Ô poëtes, vous avez toujours été orgueilleux ; soyez plus, devenez dédaigneux ! ([1862] Malarmé 2003: 363)
Nella Russia postrivoluzionaria viene messo in moto un processo simile: la difficoltà testuale viene inserita con lo scopo di mascherare l’opera d’arte, che senza questo tipo di accorgimento non sarebbe sicuramente in grado di attraversare le maglie della censura, che con il passare degli anni si infittiscono. Non appare dunque inutile includere, in uno studio sul personaggio postmoderno, o liquido, la trattazione di alcuni autori appartenenti al gruppo di avanguardia OBERIU, come Charms e Vaginov, risalendo indietro nel tempo fino addirittura ai racconti fantastici di Odoevskij. Il riferimento ad Odoevskij consentirà anche di discutere brevemente sull’influsso del fantastico sul postmoderno. Un’operazione di recupero simile a quella attuata nei confronti delle avanguardie potrebbe anche essere realizzata nei confronti della letteratura dell’emigrazione, a partire dai primissimi anni seguenti la Rivoluzione Russa.

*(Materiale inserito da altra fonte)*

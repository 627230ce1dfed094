#![warn(clippy::pedantic)]
#![warn(clippy::nursery)]
#![allow(clippy::must_use_candidate)]
#![allow(clippy::missing_const_for_fn)]
#![allow(clippy::struct_excessive_bools)]
#![allow(clippy::module_name_repetitions)]
#![allow(clippy::missing_errors_doc)]
#![allow(clippy::missing_panics_doc)]

pub mod backup;
pub mod case_model;
pub mod config;
pub mod error;
pub mod logging;
pub mod output;
pub mod pattern;
pub mod replace;
pub mod rewrite;
pub mod transform;
pub mod walk;

pub use backup::{clean_backups, undo_backups};
pub use case_model::{all_case_variants, split_name, to_style, transform_expr, Style};
pub use config::{Config, CONFIG_FILE};
pub use error::{Error, Result, EXIT_ERROR, EXIT_INTERRUPTED, EXIT_SUCCESS, EXIT_USAGE};
pub use logging::{Log, MemoryLog, NullLog, StderrLog};
pub use output::{to_json, CleanReport, OutputFormat, ReplaceReport, UndoReport, WalkReport};
pub use pattern::{expand_replacement, parse_patterns, Rule, RuleFlags};
pub use replace::{multi_replace, MatchCounts};
pub use rewrite::{rewrite_file, rewrite_files, RewriteOptions, Stats};
pub use transform::{
    make_parent_dirs, move_file, transform_file, transform_stream, Transform, BACKUP_SUFFIX,
    TEMP_SUFFIX,
};
pub use walk::{find_backup_files, walk_files, DEFAULT_EXCLUDE, DEFAULT_INCLUDE};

Dei cinque critici russi qui velocemente passati in rassegna, ben tre risiedono all’estero e hanno pubblicato i loro studi prima in ambito accademico occidentale; oltre a questi, però, si possono trovare anche altri testi che riflettono sulle caratteristiche del postmoderno russo pubblicati in Russia. Skoropanova in Русская Постмодернистская Литература [La Letteratura Russa Postmoderna, 1999] fornisce una complessa e articolata disamina sui principali autori postmoderni russi e le loro opere più significative. Merežinskaja (2007) in uno studio analogo ad un’interessante analisi sulla situazione russa aggiunge anche la testimonianza di quanto accade in Ucraina.
Un altro indicatore utile si può riscontrare nella pubblicazione di un’enciclopedia dedicata, Пост-Модернизм, uscita nel 2001 per la casa editrice ‘Interpresservis’ (Minsk). È interessante notare che le voci sono quasi totalmente legate al dibattito occidentale: su Baudrillard, Barthes, Borges, Lyotard, e sulle loro opere, si possono facilmente trovare spiegazioni; stupisce invece che a Nabokov, Sokolov, Bitov, o critici russi del postmoderno come Kuricyn e Lipoveckij non sia stato concesso alcuno spazio. Nonostante l’evidente lacunosità, questa pubblicazione si può comunque leggere come un dato importante, poichè rappresenta ancora una fase ancora abbastanza giovane di circolazione del concetto e delle relative idee nello spazio post sovietico.